The guy dancing on me has three visible teeth. WHERE ARE YOU?
I just ate a drumstick out of the garbage. I need a life coach.
omg i finished an entire carton of double double chunk chunk ice cream last night...
what? what exactly is in double double chunk chunk?
self-loathing.
i'm having a wet tshirt contest with myself and yet i'm still losing
I'm so bored, I can only pretend that this truck is a spaceship for so long.
Last night he tried to put me in their garbage can and then sprayed me with a fire extinguisher in their kitchen...that house is always interesting
I would do laundry with you but I vaguely remember swallowing all my quarters last night as some kind of trick.
Mystery solved. Def had ice creme last night. There is a melted half eaten ice creme bar next to the bed. Which had melted onto my pillow. That explains why it was in my hair too. Im a fucking sherlock holmes over here.
I invited you and you fucked me in the face with the penis of disappointment and shit.
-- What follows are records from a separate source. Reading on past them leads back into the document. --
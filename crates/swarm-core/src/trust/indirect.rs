//! Indirect trust: what everyone else thinks of a peer.

use swarm_events::AgentId;

use super::{Authority, TrustComponent, TrustConstants};

/// Second-hand opinions about one peer, gathered from the rest of the swarm.
#[derive(Debug, Clone, Default, PartialEq)]
pub struct PeerOpinions {
    /// The leader's trust in the peer, when there is a leader with an opinion
    pub leader: Option<f64>,
    /// Opinions of peers the asking agent itself trusts
    pub trusted: Vec<f64>,
    pub others: Vec<f64>,
}

impl PeerOpinions {
    pub fn is_empty(&self) -> bool {
        self.leader.is_none() && self.trusted.is_empty() && self.others.is_empty()
    }
}

pub struct IndirectTrust;

impl IndirectTrust {
    /// Reputation-based trust in `peer`.
    ///
    /// The authority reputation is always part of the result; leader, trusted
    /// and other opinions are mixed in only when present, and the weights are
    /// renormalised over whatever took part.
    pub fn calculate(
        peer: AgentId,
        opinions: &PeerOpinions,
        authority: &Authority,
        constants: &TrustConstants,
    ) -> TrustComponent {
        let mut weighted = constants.authority_weight * authority.reputation_or_init(peer);
        let mut total = constants.authority_weight;

        if let Some(leader) = opinions.leader {
            weighted += constants.leader_weight * leader;
            total += constants.leader_weight;
        }
        if let Some(mean) = mean(&opinions.trusted) {
            weighted += constants.trusted_peers_weight * mean;
            total += constants.trusted_peers_weight;
        }
        if let Some(mean) = mean(&opinions.others) {
            weighted += constants.other_peers_weight * mean;
            total += constants.other_peers_weight;
        }

        if total <= 0.0 {
            return TrustComponent::applied(constants.init_trust_value);
        }
        TrustComponent::applied(weighted / total)
    }
}

fn mean(values: &[f64]) -> Option<f64> {
    if values.is_empty() {
        None
    } else {
        Some(values.iter().sum::<f64>() / values.len() as f64)
    }
}
//! Trust Model
//!
//! Every agent owns a [`TrustService`] holding one [`TrustRecord`] per peer.
//! Trust in a peer blends direct experience (what the agent itself observed,
//! eroded toward a neutral baseline over time) with indirect reputation (the
//! shared [`Authority`], the leader, and other peers). Decisions compare that
//! trust with a threshold derived from [`ContextInformation`].

pub mod authority;
pub mod context;
pub mod direct;
pub mod indirect;
pub mod record;
pub mod service;

pub use authority::{Authority, AuthorityConfig, Reputation};
pub use context::{ContextInformation, ContextWeights, BASELINE_THRESHOLD};
pub use direct::{relative_error, DirectTrust};
pub use indirect::{IndirectTrust, PeerOpinions};
pub use record::{erosion, TrustRecord};
pub use service::{TrustAssessment, TrustService};

use serde::{Deserialize, Serialize};

/// Output of a trust calculator: a value plus whether it should count.
#[derive(Debug, Clone, Copy, PartialEq)]
pub struct TrustComponent {
    pub value: f64,
    pub applied: bool,
}

impl TrustComponent {
    pub fn applied(value: f64) -> Self {
        Self {
            value,
            applied: true,
        }
    }

    pub fn skipped(value: f64) -> Self {
        Self {
            value,
            applied: false,
        }
    }
}

/// Weights and constants of the trust model.
#[derive(Debug, Clone, PartialEq, Serialize, Deserialize)]
#[serde(default)]
pub struct TrustConstants {
    /// Neutral trust given to unknown peers and the erosion target
    pub init_trust_value: f64,
    pub direct_trust_weight: f64,
    pub indirect_trust_weight: f64,
    pub present_experience_weight: f64,
    pub past_experience_weight: f64,
    pub communication_weight: f64,
    pub observation_weight: f64,
    /// Erosion rate per simulated second
    pub erosion_rate: f64,
    pub authority_weight: f64,
    pub leader_weight: f64,
    pub trusted_peers_weight: f64,
    pub other_peers_weight: f64,
    /// Peers rated at or above this count as trusted opinion sources
    pub trusted_peer_threshold: f64,
    /// Keeps the relative error finite when both values are zero
    pub relative_error_epsilon: f64,
}

impl Default for TrustConstants {
    fn default() -> Self {
        Self {
            init_trust_value: 0.5,
            direct_trust_weight: 0.7,
            indirect_trust_weight: 0.3,
            present_experience_weight: 0.6,
            past_experience_weight: 0.4,
            communication_weight: 0.5,
            observation_weight: 0.5,
            erosion_rate: 0.05,
            authority_weight: 0.4,
            leader_weight: 0.3,
            trusted_peers_weight: 0.2,
            other_peers_weight: 0.1,
            trusted_peer_threshold: 0.6,
            relative_error_epsilon: 1e-9,
        }
    }
}

/// Blends direct and indirect trust, using only the parts that applied.
pub fn calculate_trust(
    direct: TrustComponent,
    indirect: TrustComponent,
    constants: &TrustConstants,
) -> f64 {
    let mut weighted = 0.0;
    let mut total = 0.0;
    if direct.applied {
        weighted += constants.direct_trust_weight * direct.value;
        total += constants.direct_trust_weight;
    }
    if indirect.applied {
        weighted += constants.indirect_trust_weight * indirect.value;
        total += constants.indirect_trust_weight;
    }
    if total <= 0.0 {
        return constants.init_trust_value;
    }
    weighted / total
}
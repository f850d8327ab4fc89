//! Agents
//!
//! One [`Agent`] struct for every robot. What differs between regular agents,
//! the leader and malicious agents lives behind [`AgentBehavior`], selected by
//! the [`AgentKind`] tag.

pub mod behavior;

pub use behavior::{AgentBehavior, Leader, Malicious, Regular, TaskMode};

use std::sync::Arc;
use swarm_events::{AgentId, Vec2};

use crate::fsm::{AgentState, GuardInputs, StateMachine, StateTable};
use crate::trust::TrustService;

#[derive(Debug, Clone, Copy, PartialEq)]
pub enum AgentKind {
    Regular,
    Leader,
    Malicious(Malicious),
}

impl AgentKind {
    pub fn behavior(&self) -> &dyn AgentBehavior {
        match self {
            AgentKind::Regular => &Regular,
            AgentKind::Leader => &Leader,
            AgentKind::Malicious(profile) => profile,
        }
    }

    pub fn is_leader(&self) -> bool {
        matches!(self, AgentKind::Leader)
    }

    pub fn is_malicious(&self) -> bool {
        matches!(self, AgentKind::Malicious(_))
    }
}

/// A location claim received from a peer, awaiting confirmation.
#[derive(Debug, Clone, Copy, PartialEq)]
pub struct PendingClaim {
    pub from: AgentId,
    pub claimed: Vec2,
}

/// A robot in the swarm arena.
#[derive(Debug, Clone)]
pub struct Agent {
    pub id: AgentId,
    pub label: String,
    pub kind: AgentKind,
    pub position: Vec2,
    /// Unit wander direction
    pub heading: Vec2,
    pub(crate) machine: StateMachine<AgentState, GuardInputs>,
    trust: Option<TrustService>,
    pub navigation_target: Option<Vec2>,
    pub pending_claim: Option<PendingClaim>,
    pub return_home_requested: bool,
    /// Removed agents keep their slot but stop ticking
    pub active: bool,
    pub last_inputs: GuardInputs,
}

impl Agent {
    pub fn new(
        id: AgentId,
        label: impl Into<String>,
        kind: AgentKind,
        position: Vec2,
        table: Arc<StateTable<AgentState, GuardInputs>>,
    ) -> Self {
        Self {
            id,
            label: label.into(),
            kind,
            position,
            heading: Vec2::new(1.0, 0.0),
            machine: StateMachine::new(table, AgentState::Searching),
            trust: None,
            navigation_target: None,
            pending_claim: None,
            return_home_requested: false,
            active: true,
            last_inputs: GuardInputs::default(),
        }
    }

    pub fn state(&self) -> AgentState {
        self.machine.current()
    }

    pub fn behavior(&self) -> &dyn AgentBehavior {
        self.kind.behavior()
    }

    pub fn is_leader(&self) -> bool {
        self.kind.is_leader()
    }

    pub fn is_malicious(&self) -> bool {
        self.kind.is_malicious()
    }

    pub fn attach_trust(&mut self, service: TrustService) {
        self.trust = Some(service);
    }

    pub fn has_trust(&self) -> bool {
        self.trust.is_some()
    }

    /// # Panics
    ///
    /// Panics if no trust service was attached.
    pub fn trust(&self) -> &TrustService {
        match &self.trust {
            Some(service) => service,
            None => panic!("trust service not attached to {}", self.label),
        }
    }

    /// # Panics
    ///
    /// Panics if no trust service was attached.
    pub fn trust_mut(&mut self) -> &mut TrustService {
        match &mut self.trust {
            Some(service) => service,
            None => panic!("trust service not attached to {}", self.label),
        }
    }

    pub fn trust_service(&self) -> Option<&TrustService> {
        self.trust.as_ref()
    }
}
That feels better than graduating college or that time I tried to ride a llama. Did you know they really spit?
Well his ex just grabbed his dick and told him yep Ill call u later
On the way out the door to work grabbed the wine glass on the floor left for the ghost of Elijah and chugged it. PASSOVER.
So after my hot dog popped out of the bun and fell to the ground I tried to pick it back up and eat it. He had to kick it away from me to stop me from trying to pick it back up and eat it. I like him.
One a scale of one to hella drunk, how gracefully can I make it down those stairs
He fucked the hangover right out of me. That good.